Infelizmente, além de ser uma forma de atrair desenvolvedores também passa a ser uma forma de controle, porque basta pizza e coca cola para que fiquem sexta a noite e final de semana “comando”.

Então o incentivo para continuar com essa narrativa é alto.

Com certeza esses desafios podem ser muito legais. E as vezes tem gente que deve se divertir demais.

Mas é igual o Kico falou, se 100% fosse divertido, deformaria até o sentido de divertimento. Algo é divertido porque é diferente, é raro.

Não só na computação, qualquer área tem seus problemas, alguns extremamente interessantes, outros extremamente maçantes. Essa ideia de que tudo é flores não existe.

Uma vez meu pai me disse: “Gosto do que faço, e não, faço o que gosto!”. E foi bem nesse contexto sobre felicidade no ambiente de trabalho. É possível trabalhar com algo que você não ama, e mesmo assim estar e continuar feliz com seus resultados na vida profissional. Não precisamos amar o ofício para sermos profissionais.

Uma professora minha da época de segundo grau dizia que isso de “você tem que atuar profissionalmente com aquilo que gosta” era um grande absurdo, já que ela gostava mesmo era de ficar a toa deitada no sofá vendo Sessão da Tarde, logo, não tinha como ela pagar as contas com isso.
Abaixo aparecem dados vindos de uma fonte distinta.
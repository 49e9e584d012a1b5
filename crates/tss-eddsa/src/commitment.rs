//! Hash commitments over lists of byte strings

use crate::hash::TaggedHash;
use rand_core::{CryptoRng, RngCore};
use serde::{Deserialize, Serialize};
use subtle::ConstantTimeEq;

const COMMITMENT_TAG: &[u8] = b"tss-eddsa/hash-commitment";

/// Binding and hiding commitment `C = H(r, values...)`
#[derive(Debug, Clone, Copy, PartialEq, Eq, Serialize, Deserialize)]
pub struct HashCommitment(pub [u8; 32]);

/// Opening of a [`HashCommitment`]
#[derive(Debug, Clone, PartialEq, Eq, Serialize, Deserialize)]
pub struct Decommitment {
    /// Blinding randomness
    pub randomness: [u8; 32],
    /// Committed values
    pub values: Vec<Vec<u8>>,
}

fn digest(randomness: &[u8; 32], values: &[Vec<u8>]) -> [u8; 32] {
    let mut hash = TaggedHash::new(COMMITMENT_TAG)
        .chain(randomness)
        .chain((values.len() as u64).to_be_bytes());
    for value in values {
        hash = hash.chain(value);
    }
    hash.finalize()
}

/// Commit to `values` under fresh randomness
pub fn commit<R: RngCore + CryptoRng>(
    rng: &mut R,
    values: Vec<Vec<u8>>,
) -> (HashCommitment, Decommitment) {
    let mut randomness = [0u8; 32];
    rng.fill_bytes(&mut randomness);
    let commitment = HashCommitment(digest(&randomness, &values));
    (commitment, Decommitment { randomness, values })
}

impl HashCommitment {
    /// Check that `decommitment` opens this commitment
    pub fn verify(&self, decommitment: &Decommitment) -> bool {
        let expected = digest(&decommitment.randomness, &decommitment.values);
        self.0[..].ct_eq(&expected[..]).into()
    }

    /// Open the commitment, returning the committed values on success
    pub fn open<'a>(&self, decommitment: &'a Decommitment) -> Option<&'a [Vec<u8>]> {
        self.verify(decommitment)
            .then_some(decommitment.values.as_slice())
    }
}

#[cfg(test)]
mod tests {
    use super::*;
    use rand_chacha::ChaCha20Rng;
    use rand_core::SeedableRng;

    #[test]
    fn test_commit_open() {
        let mut rng = ChaCha20Rng::seed_from_u64(1);
        let values = vec![vec![1u8; 32], vec![2u8; 32]];
        let (c, d) = commit(&mut rng, values.clone());

        assert_eq!(c.open(&d), Some(values.as_slice()));
    }

    #[test]
    fn test_tampered_values_rejected() {
        let mut rng = ChaCha20Rng::seed_from_u64(2);
        let (c, d) = commit(&mut rng, vec![vec![1u8; 32], vec![2u8; 32]]);

        let mut tampered = d.clone();
        tampered.values[1][0] ^= 1;
        assert!(c.open(&tampered).is_none());

        let mut moved = d.clone();
        moved.values = vec![vec![1u8; 31], [vec![1u8], vec![2u8; 32]].concat()];
        assert!(!c.verify(&moved));

        let mut reblinded = d;
        reblinded.randomness[0] ^= 1;
        assert!(!c.verify(&reblinded));
    }
}
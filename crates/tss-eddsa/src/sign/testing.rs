//! In-process lockstep runner for signing tests

use super::{CommitRound, Envelope, ShareRound};
use crate::hash::ChallengeHash;
use crate::keygen::deal_shares;
use crate::round::Round;
use crate::{KeyShare, PartyId, SessionConfig, SigningMessage};
use curve25519_dalek::EdwardsPoint;
use rand_chacha::ChaCha20Rng;
use rand_core::SeedableRng;

pub(crate) struct Harness {
    /// Shares of every holder, indexed by `PartyId`
    pub key_shares: Vec<KeyShare>,
    /// One config per signer, indexed by session position
    pub configs: Vec<SessionConfig>,
    pub message: SigningMessage,
    pub rngs: Vec<ChaCha20Rng>,
}

impl Harness {
    /// Deal a `threshold`-of-`n` key and configure `parties` to sign `message`
    pub fn new(
        n: usize,
        threshold: usize,
        parties: &[PartyId],
        message: SigningMessage,
        seed: u64,
    ) -> Self {
        let mut rng = ChaCha20Rng::seed_from_u64(seed);
        let key_shares = deal_shares(threshold, n, &mut rng).unwrap();
        let mut session_id = [0u8; 32];
        session_id[..8].copy_from_slice(&seed.to_be_bytes());

        let configs = (0..parties.len())
            .map(|i| SessionConfig::new(session_id, threshold, i, parties.to_vec()).unwrap())
            .collect();
        let rngs = (0..parties.len())
            .map(|i| ChaCha20Rng::seed_from_u64(seed * 1000 + i as u64))
            .collect();

        Self {
            key_shares,
            configs,
            message,
            rngs,
        }
    }

    pub fn public_key(&self) -> EdwardsPoint {
        self.key_shares[0].public_key
    }

    pub fn ssid(&self) -> Vec<u8> {
        self.configs[0].ssid(&self.public_key())
    }

    pub fn round1<H: ChallengeHash>(&self) -> Vec<CommitRound<H>> {
        self.configs
            .iter()
            .map(|config| {
                let key_share = &self.key_shares[config.party_id().unwrap()];
                CommitRound::new(config.clone(), key_share, self.message.clone()).unwrap()
            })
            .collect()
    }

    /// Start every round, pass each outgoing message through `tamper`,
    /// deliver everything to everyone and advance
    pub fn lockstep<T: Round>(&mut self, mut rounds: Vec<T>, tamper: impl Fn(&mut Envelope)) -> Vec<T::Next> {
        let mut outgoing: Vec<Envelope> = rounds
            .iter_mut()
            .zip(self.rngs.iter_mut())
            .map(|(round, rng)| round.start(rng).unwrap())
            .collect();
        outgoing.iter_mut().for_each(&tamper);

        for round in &rounds {
            assert!(round.update(&outgoing));
        }
        rounds
            .into_iter()
            .map(|round| match round.next_round() {
                Ok(next) => next,
                Err(e) => panic!("next_round failed: {e}"),
            })
            .collect()
    }

    /// Rounds 1 and 2 in lockstep; `tamper` sees the round 2 messages
    pub fn round3<H: ChallengeHash>(&mut self, tamper: impl Fn(&mut Envelope)) -> Vec<ShareRound<H>> {
        let round1 = self.round1::<H>();
        let round2 = self.lockstep(round1, |_| {});
        self.lockstep(round2, tamper)
    }
}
Ela também rebatia com essa mesma frase do seu pai: “goste daquilo que faz”.

Mas enfim, enaltecer o emprego como algo “divertido” pode ser só uma confusão de vocabulário quando a pessoa quer expressar sua felicidade com aquela atividade. Nesse sentido, trabalhar com projetos envolvendo tecnologia é de fato uma fonte ímpar de desafios interessantes e realizadores.

O difícil é quando o indivíduo se deixa levar por essa infantilização da carreira de TI e coloca a dimensão da diversão literal como algo mais importante que a dimensão do profissionalismo, perdendo oportunidades de aprender a trabalhar e concretizar projetos com seriedade e maturidade em empresas menos “cool”.

De qualquer forma, esse assunto me lembra de outra reflexão. O ser humano é muito bom em várias coisas, e duas delas são: 1 - sustentar cegamente um ponto de vista que o faça se sentir especial; 2 - encontrar distrações para evitar encarar a o vazio existencial da realidade (ninguém é especial).